Identification of a Local Sample of Gamma-Ray Bursts Consistent with a Magnetar Giant Flare Origin

Abstract

Cosmological gamma-ray bursts (GRBs) are known to arise from distinct progenitor channels: short GRBs mostly from neutron star mergers and long GRBs from a rare type of core-collapse supernova (CCSN) called collapsars. Highly magnetized neutron stars called magnetars also generate energetic, short-duration gamma-ray transients called magnetar giant flares (MGFs). Three have been observed from the Milky Way and its satellite galaxies, and they have long been suspected to constitute a third class of extragalactic GRBs.
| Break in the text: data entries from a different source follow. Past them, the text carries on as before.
impl App {
    pub fn new(tree: ProjectTree, artifact: PathBuf, export: ExportArgs) -> Self {
        let (sender, receiver) = mpsc::channel(16);
        let files: Vec<String> = tree.files().into_iter().map(|(path, _)| path).collect();
        let mut app = Self {
            tree,
            files,
            list_state: ListState::default(),
            editor: EditorBuffer::new(),
            dirty: false,
            focus: Focus::Files,
            status: Vec::new(),
            artifact,
            export,
            exporter: ArchiveExporter::new(),
            sender,
            receiver,
            prompt: None,
            should_quit: false,
        };
        if !app.files.is_empty() {
            app.select(0);
        }
        app.info(format!("{} files loaded", app.files.len()));
        app
    }

    fn selected_path(&self) -> Option<&str> {
        self.list_state
            .selected()
            .and_then(|i| self.files.get(i))
            .map(String::as_str)
    }

    fn select(&mut self, index: usize) {
        if self.dirty {
            self.info("unsaved changes discarded");
        }
        self.list_state.select(Some(index));
        self.reload();
    }

    fn reload(&mut self) {
        let content = self
            .selected_path()
            .and_then(|path| self.tree.content(path))
            .unwrap_or_default()
            .to_string();
        self.editor = EditorBuffer::from_text(&content);
        self.dirty = false;
    }

    fn info(&mut self, message: impl Into<String>) {
        self.push_status(StatusLevel::Info, message.into());
    }

    fn error(&mut self, message: impl Into<String>) {
        self.push_status(StatusLevel::Error, message.into());
    }

    fn push_status(&mut self, level: StatusLevel, message: String) {
        self.status.push((level, message));
        if self.status.len() > STATUS_LINES {
            self.status.remove(0);
        }
    }

    /// Applies the buffer to the selected file and saves the artifact.
    fn save(&mut self) {
        let Some(path) = self.selected_path().map(str::to_string) else {
            return;
        };
        self.tree = self.tree.with_content(&path, self.editor.text());
        self.dirty = false;

        let result = serde_json::to_string_pretty(&self.tree.to_artifacts())
            .map_err(ForgeError::from)
            .and_then(|json| std::fs::write(&self.artifact, json).map_err(ForgeError::from));
        match result {
            Ok(()) => {
                tracing::info!(path = %path, "file updated");
                self.info(format!("saved {path}"));
            }
            Err(err) => {
                tracing::error!(error = %err, "failed to save artifact");
                self.error(format!("save failed: {err}"));
            }
        }
    }

    /// Replaces the project with one parsed from `text`.
    ///
    /// On failure the current tree, file list and selection are kept.
    fn import(&mut self, text: &str) {
        match ProjectTree::import(text) {
            Ok(tree) => {
                self.files = tree.files().into_iter().map(|(path, _)| path).collect();
                self.tree = tree;
                self.dirty = false;
                if self.files.is_empty() {
                    self.list_state.select(None);
                    self.editor = EditorBuffer::new();
                } else {
                    self.select(0);
                }
                tracing::info!(files = self.files.len(), "project imported");
                self.info(format!("imported {} files", self.files.len()));
            }
            Err(err) => {
                tracing::warn!(error = %err, "import rejected");
                self.error(format!("import failed: {err}"));
            }
        }
    }

    fn import_file(&mut self, path: &str) {
        match std::fs::read_to_string(path) {
            Ok(text) => self.import(&text),
            Err(err) => self.error(format!("could not read {path}: {err}")),
        }
    }

    fn handle_prompt(&mut self, code: KeyCode) {
        let Some(input) = self.prompt.as_mut() else {
            return;
        };
        match code {
            KeyCode::Char(c) => input.push(c),
            KeyCode::Backspace => {
                input.pop();
            }
            KeyCode::Enter => {
                let path = input.trim().to_string();
                self.prompt = None;
                if !path.is_empty() {
                    self.import_file(&path);
                }
            }
            KeyCode::Esc => self.prompt = None,
            _ => {}
        }
    }

    fn start_export(&mut self) {
        let pending = self.exporter.start(self.tree.clone());
        let sender = self.sender.clone();
        self.info(format!("exporting {}.zip ...", self.export.name));
        tokio::spawn(async move {
            let (token, result) = pending.wait().await;
            let _ = sender.send(UiEvent::ExportFinished { token, result }).await;
        });
    }

    fn apply(&mut self, event: UiEvent) {
        match event {
            UiEvent::ExportFinished { token, result } => {
                if !self.exporter.is_current(token) {
                    tracing::debug!(?token, "dropping superseded export");
                    return;
                }
                match result {
                    Ok(bytes) => {
                        let exporter = self.exporter.clone();
                        let sender = self.sender.clone();
                        let dir = self.export.out_dir.clone();
                        let name = self.export.name.clone();
                        tokio::spawn(async move {
                            if let Some(result) =
                                exporter.deliver_current(token, bytes, &dir, &name).await
                            {
                                let _ = sender.send(UiEvent::Delivered { token, result }).await;
                            }
                        });
                    }
                    Err(err) => self.error(format!("export failed: {err}")),
                }
            }
            UiEvent::Delivered { token, .. } if !self.exporter.is_current(token) => {
                tracing::debug!(?token, "dropping superseded delivery report");
            }
            UiEvent::Delivered { result: Ok(path), .. } => {
                self.info(format!("wrote {}", path.display()))
            }
            UiEvent::Delivered { result: Err(err), .. } => {
                self.error(format!("export failed: {err}"))
            }
        }
    }

    fn handle_key(&mut self, key: KeyEvent) {
        if key.kind != KeyEventKind::Press {
            return;
        }
        if self.prompt.is_some() {
            self.handle_prompt(key.code);
            return;
        }

        if key.modifiers.contains(KeyModifiers::CONTROL) {
            match key.code {
                KeyCode::Char('c') => self.should_quit = true,
                KeyCode::Char('s') => self.save(),
                KeyCode::Char('e') => self.start_export(),
                KeyCode::Char('o') => self.prompt = Some(String::new()),
                KeyCode::Char('r') => {
                    self.reload();
                    self.info("buffer reset");
                }
                _ => {}
            }
            return;
        }

        match (self.focus, key.code) {
            (_, KeyCode::Esc) => self.should_quit = true,
            (Focus::Files, KeyCode::Tab) => self.focus = Focus::Editor,
            (Focus::Editor, KeyCode::Tab) => self.focus = Focus::Files,
            (Focus::Files, KeyCode::Up) => {
                if let Some(i) = self.list_state.selected().filter(|i| *i > 0) {
                    self.select(i - 1);
                }
            }
            (Focus::Files, KeyCode::Down) => {
                if let Some(i) = self.list_state.selected().filter(|i| i + 1 < self.files.len()) {
                    self.select(i + 1);
                }
            }
            (Focus::Files, KeyCode::Enter) => self.focus = Focus::Editor,
            (Focus::Files, _) => {}
            (Focus::Editor, code) => self.edit(code),
        }
    }

    fn edit(&mut self, code: KeyCode) {
        if self.selected_path().is_none() {
            return;
        }
        match code {
            KeyCode::Char(c) => {
                self.editor.insert_char(c);
                self.dirty = true;
            }
            KeyCode::Enter => {
                self.editor.new_line();
                self.dirty = true;
            }
            KeyCode::Backspace => {
                self.editor.delete_char();
                self.dirty = true;
            }
            KeyCode::Left => self.editor.move_left(),
            KeyCode::Right => self.editor.move_right(),
            KeyCode::Up => self.editor.move_up(),
            KeyCode::Down => self.editor.move_down(),
            KeyCode::Home => self.editor.cursor_x = 0,
            KeyCode::End => self.editor.cursor_x = self.editor.line_len(self.editor.cursor_y),
            _ => {}
        }
    }

    fn draw(&mut self, f: &mut Frame) {
        let [main, status_area] =
            Layout::vertical([Constraint::Min(3), Constraint::Length(STATUS_HEIGHT)])
                .areas(f.area());
        let [files_area, editor_area] =
            Layout::horizontal([Constraint::Percentage(30), Constraint::Percentage(70)])
                .areas(main);

        let border = |focused: bool| {
            if focused {
                Style::default().fg(Color::Yellow)
            } else {
                Style::default().fg(Color::DarkGray)
            }
        };

        let items: Vec<ListItem> = self
            .files
            .iter()
            .map(|path| ListItem::new(path.clone()))
            .collect();
        let list = List::new(items)
            .block(
                Block::default()
                    .borders(Borders::ALL)
                    .title(" Files (Tab to switch) ")
                    .border_style(border(self.focus == Focus::Files)),
            )
            .highlight_style(Style::default().add_modifier(Modifier::REVERSED))
            .highlight_symbol("> ");
        f.render_stateful_widget(list, files_area, &mut self.list_state);

        let title = match self.selected_path() {
            Some(path) if self.dirty => format!(" {path} [modified] "),
            Some(path) => format!(" {path} "),
            None => " (no files) ".to_string(),
        };
        let visible = editor_area.height.saturating_sub(2) as usize;
        let scroll = self.editor.cursor_y.saturating_sub(visible.saturating_sub(1));
        let editor = Paragraph::new(self.editor.render())
            .block(
                Block::default()
                    .borders(Borders::ALL)
                    .title(title)
                    .border_style(border(self.focus == Focus::Editor)),
            )
            .scroll((scroll as u16, 0));
        f.render_widget(editor, editor_area);

        let mut tail = self
            .status
            .iter()
            .rev()
            .take(STATUS_HEIGHT.saturating_sub(2) as usize)
            .rev()
            .map(|(level, message)| {
                let style = match level {
                    StatusLevel::Info => Style::default().fg(Color::Gray),
                    StatusLevel::Error => Style::default().fg(Color::Red),
                };
                Line::from(Span::styled(message.clone(), style))
            })
            .collect::<Vec<_>>();
        let help = match &self.prompt {
            Some(input) => {
                tail.push(Line::from(format!("import: {input}")));
                " Enter import  Esc cancel "
            }
            None => " Ctrl+S save  Ctrl+E export  Ctrl+O import  Ctrl+R reset  Esc quit ",
        };
        let skip = tail.len().saturating_sub(STATUS_HEIGHT.saturating_sub(2) as usize);
        let status = Paragraph::new(Text::from(tail.split_off(skip))).block(
            Block::default()
                .borders(Borders::ALL)
                .title(help)
                .border_style(Style::default().fg(Color::DarkGray)),
        );
        f.render_widget(status, status_area);

        if self.focus == Focus::Editor && self.prompt.is_none() {
            let column = u16::try_from(self.editor.cursor_x).unwrap_or(u16::MAX);
            let row = u16::try_from(self.editor.cursor_y - scroll).unwrap_or(u16::MAX);
            let x = editor_area.x.saturating_add(1).saturating_add(column);
            let y = editor_area.y.saturating_add(1).saturating_add(row);
            f.set_cursor_position((
                x.min(editor_area.x + editor_area.width.saturating_sub(2)),
                y.min(editor_area.y + editor_area.height.saturating_sub(2)),
            ));
        }
    }

    fn handle_events(&mut self) -> io::Result<()> {
        while let Ok(event) = self.receiver.try_recv() {
            self.apply(event);
        }

        if event::poll(Duration::from_millis(50))? {
            if let Event::Key(key) = event::read()? {
                self.handle_key(key);
            }
        }
        Ok(())
    }
}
We report the unambiguous identification of a distinct population of four local (<5 Mpc) short GRBs, adding GRB 070222 to previously discussed events. While identified solely based on alignment with nearby star-forming galaxies, their rise time and isotropic energy release are independently inconsistent with the larger short GRB population at >99.9% confidence. These properties, the host galaxies, and nondetection in gravitational waves all point to an extragalactic MGF origin. Despite the small sample, the inferred volumetric rates for events above 4 × 10⁴⁴ erg of R_(MGF) = 3.8^(+4.0)_(−3.1) × 10⁵ Gpc⁻³ yr⁻¹ make MGFs the dominant gamma-ray transient detected from extragalactic sources. As previously suggested, these rates imply that some magnetars produce multiple MGFs, providing a source of repeating GRBs. The rates and host galaxies favor common CCSN as key progenitors of magnetars.

Additional Information

© 2021 The American Astronomical Society. Received 2020 December 1; revised 2021 January 5; accepted 2021 January 5; published 2021 January 28. N.C. is supported by NSF grant PHY-1806990. The Fermi-GBM Collaboration acknowledges the support of NASA in the United States under grant NNM11AA01A and DRL in Germany. The CLU galaxy list made use of the NASA/IPAC Extragalactic Database (NED), which is funded by the National Aeronautics and Space Administration and operated by the California Institute of Technology, and was supported by the Global Relay of Observatories Watching Transients Happen (GROWTH) project funded by the National Science Foundation under PIRE grant No. 1545949.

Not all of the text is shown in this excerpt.